Amid the arguments over politics, loss, aging, white privilege and the dark side of gay sexuality, After Louie offers up a pervasively wicked sense of humour and a big, generous, survivor’s heart.
As an extra bonus before the screening and only for ticket holders of the Centrepiece Gala of After Louie, Inside Out will host a free Gala Reception at the Artscape Sandbox.
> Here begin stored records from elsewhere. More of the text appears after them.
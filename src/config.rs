//! Typed configuration knobs for the storage layer.

use std::time::Duration;

use serde::{Deserialize, Serialize};

use crate::error::{Error, Result};

/// The default uncompressed chunk granularity: 4 MiB.
pub const DEFAULT_CHUNK_SIZE: usize = 4 * 1024 * 1024;
/// The default compressed-byte goal per frame: 2 MiB.
pub const DEFAULT_TARGET_FRAME_SIZE: usize = 2 * 1024 * 1024;
/// The default compressed-byte goal per upload part: 8 MiB.
pub const DEFAULT_TARGET_PART_SIZE: usize = 8 * 1024 * 1024;
/// The number of chunks the encoder is allowed to produce ahead of the uploader.
pub const ENCODE_AHEAD_CHUNKS: usize = 8;

/// Exponential backoff with full jitter, applied to retryable wire errors.
///
/// `backoff(k) = min(max_backoff, initial_backoff * multiplier^k)`, and the actual sleep drawn
/// is `U(0, backoff(k))`.
#[derive(Debug, Clone, Serialize, Deserialize)]
#[serde(default)]
pub struct RetryConfig {
    pub max_attempts: u32,
    #[serde(with = "duration_millis")]
    pub initial_backoff: Duration,
    #[serde(with = "duration_millis")]
    pub max_backoff: Duration,
    pub multiplier: f64,
}

impl Default for RetryConfig {
    fn default() -> Self {
        Self {
            max_attempts: 5,
            initial_backoff: Duration::from_millis(50),
            max_backoff: Duration::from_secs(5),
            multiplier: 2.0,
        }
    }
}

mod duration_millis {
    use std::time::Duration;

    use serde::{Deserialize, Deserializer, Serializer};

    pub fn serialize<S: Serializer>(d: &Duration, s: S) -> std::result::Result<S::Ok, S::Error> {
        s.serialize_u64(d.as_millis() as u64)
    }

    pub fn deserialize<'de, D: Deserializer<'de>>(d: D) -> std::result::Result<Duration, D::Error> {
        let millis = u64::deserialize(d)?;
        Ok(Duration::from_millis(millis))
    }
}

/// Every configuration knob governing chunking, framing, uploads, and the cache.
///
/// # Examples
///
/// ```
/// use snapstore::config::StorageConfig;
///
/// let cfg = StorageConfig::new()
///     .with_chunk_size(2048)
///     .with_target_frame_size(1024)
///     .with_target_part_size(2048)
///     .with_max_upload_concurrency(4)
///     .build()
///     .unwrap();
/// assert_eq!(cfg.chunk_size(), 2048);
/// ```
#[derive(Debug, Clone, Serialize, Deserialize)]
#[serde(default)]
pub struct StorageConfig {
    chunk_size: usize,
    target_frame_size: usize,
    target_part_size: usize,
    compression_level: i32,
    compression_concurrency: u32,
    max_upload_concurrency: usize,
    retry: RetryConfig,
    enable_write_through_cache: bool,
}

impl Default for StorageConfig {
    fn default() -> Self {
        Self {
            chunk_size: DEFAULT_CHUNK_SIZE,
            target_frame_size: DEFAULT_TARGET_FRAME_SIZE,
            target_part_size: DEFAULT_TARGET_PART_SIZE,
            compression_level: 3,
            compression_concurrency: 0,
            max_upload_concurrency: 8,
            retry: RetryConfig::default(),
            enable_write_through_cache: false,
        }
    }
}

impl StorageConfig {
    /// Starts building a config from defaults.
    pub fn new() -> Self {
        Self::default()
    }

    pub fn with_chunk_size(mut self, size: usize) -> Self {
        self.chunk_size = size;
        self
    }

    pub fn with_target_frame_size(mut self, size: usize) -> Self {
        self.target_frame_size = size;
        self
    }

    pub fn with_target_part_size(mut self, size: usize) -> Self {
        self.target_part_size = size;
        self
    }

    pub fn with_compression_level(mut self, level: i32) -> Self {
        self.compression_level = level;
        self
    }

    pub fn with_compression_concurrency(mut self, workers: u32) -> Self {
        self.compression_concurrency = workers;
        self
    }

    pub fn with_max_upload_concurrency(mut self, n: usize) -> Self {
        self.max_upload_concurrency = n;
        self
    }

    pub fn with_retry(mut self, retry: RetryConfig) -> Self {
        self.retry = retry;
        self
    }

    pub fn with_enable_write_through_cache(mut self, enable: bool) -> Self {
        self.enable_write_through_cache = enable;
        self
    }

    /// Validates the accumulated settings.
    ///
    /// # Errors
    ///
    /// Fails with [`Error::Invalid`] if any size knob is zero or the retry multiplier is not
    /// positive.
    pub fn build(self) -> Result<Self> {
        if self.chunk_size == 0 {
            return Err(Error::invalid("chunk_size must be > 0"));
        }
        if self.target_frame_size == 0 {
            return Err(Error::invalid("target_frame_size must be > 0"));
        }
        if self.target_part_size == 0 {
            return Err(Error::invalid("target_part_size must be > 0"));
        }
        if self.max_upload_concurrency == 0 {
            return Err(Error::invalid("max_upload_concurrency must be > 0"));
        }
        if self.retry.multiplier <= 0.0 {
            return Err(Error::invalid("retry.multiplier must be > 0"));
        }
        Ok(self)
    }
}

impl StorageConfig {
    pub fn chunk_size(&self) -> usize {
        self.chunk_size
    }
    pub fn target_frame_size(&self) -> usize {
        self.target_frame_size
    }
    pub fn target_part_size(&self) -> usize {
        self.target_part_size
    }
    pub fn compression_level(&self) -> i32 {
        self.compression_level
    }
    pub fn compression_concurrency(&self) -> u32 {
        self.compression_concurrency
    }
    pub fn max_upload_concurrency(&self) -> usize {
        self.max_upload_concurrency
    }
    pub fn retry(&self) -> &RetryConfig {
        &self.retry
    }
    pub fn enable_write_through_cache(&self) -> bool {
        self.enable_write_through_cache
    }
}

#[cfg(test)]
mod tests {
    use super::*;

    #[test]
    fn defaults_are_valid() {
        StorageConfig::new().build().unwrap();
    }

    #[test]
    fn rejects_zero_chunk_size() {
        let err = StorageConfig::new().with_chunk_size(0).build().unwrap_err();
        assert!(matches!(err, Error::Invalid(_)));
    }

    #[test]
    fn serde_round_trip() {
        let cfg = StorageConfig::new().with_chunk_size(1234).build().unwrap();
        let json = serde_json::to_string(&cfg).unwrap();
        let back: StorageConfig = serde_json::from_str(&json).unwrap();
        assert_eq!(back.chunk_size(), 1234);
    }
}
Festival goers will be among the first to see a long list of fresh features offered by award-winning filmmakers and their emerging counterparts in the Premieres programme. Highlights include the World Premiere of Hooked, the debut feature from Instagram star Max Emerson who writes, directs, and stars in the film about the complicated, timely exploration of issues that plague LGBTQ youth; the North American Premiere of Jurgen Ureña’s Hold Me Like Before, a Costa Rican take on Tangerine that captures an intelligent and intimate part of Costa Rica that is rarely portrayed on film; the North American Premiere of Neil Triffett’s debut feature, Emo The Musical, a cheerfully subversive take on Romeo and Juliet tale of teenage star-crossed lovers that swaps warring families for battling high school bands; the Canadian Premiere of Albert Alarr’s A Million Haps Nows, featuring soap opera stars Crystal Chappell (Days of Our Lives) and Jessica Leccia (One Life to Live), the fan-favourite twosome on Guiding Light, who reunite in this film as a couple facing an uncertain future.
The Toronto LGBT Film Festival runs for 11 days (May 25 to June 4), and draws crowds of more than 32,500 to screenings, artist talks, panel discussions and parties that showcase more than 175 films from Canada and around the world.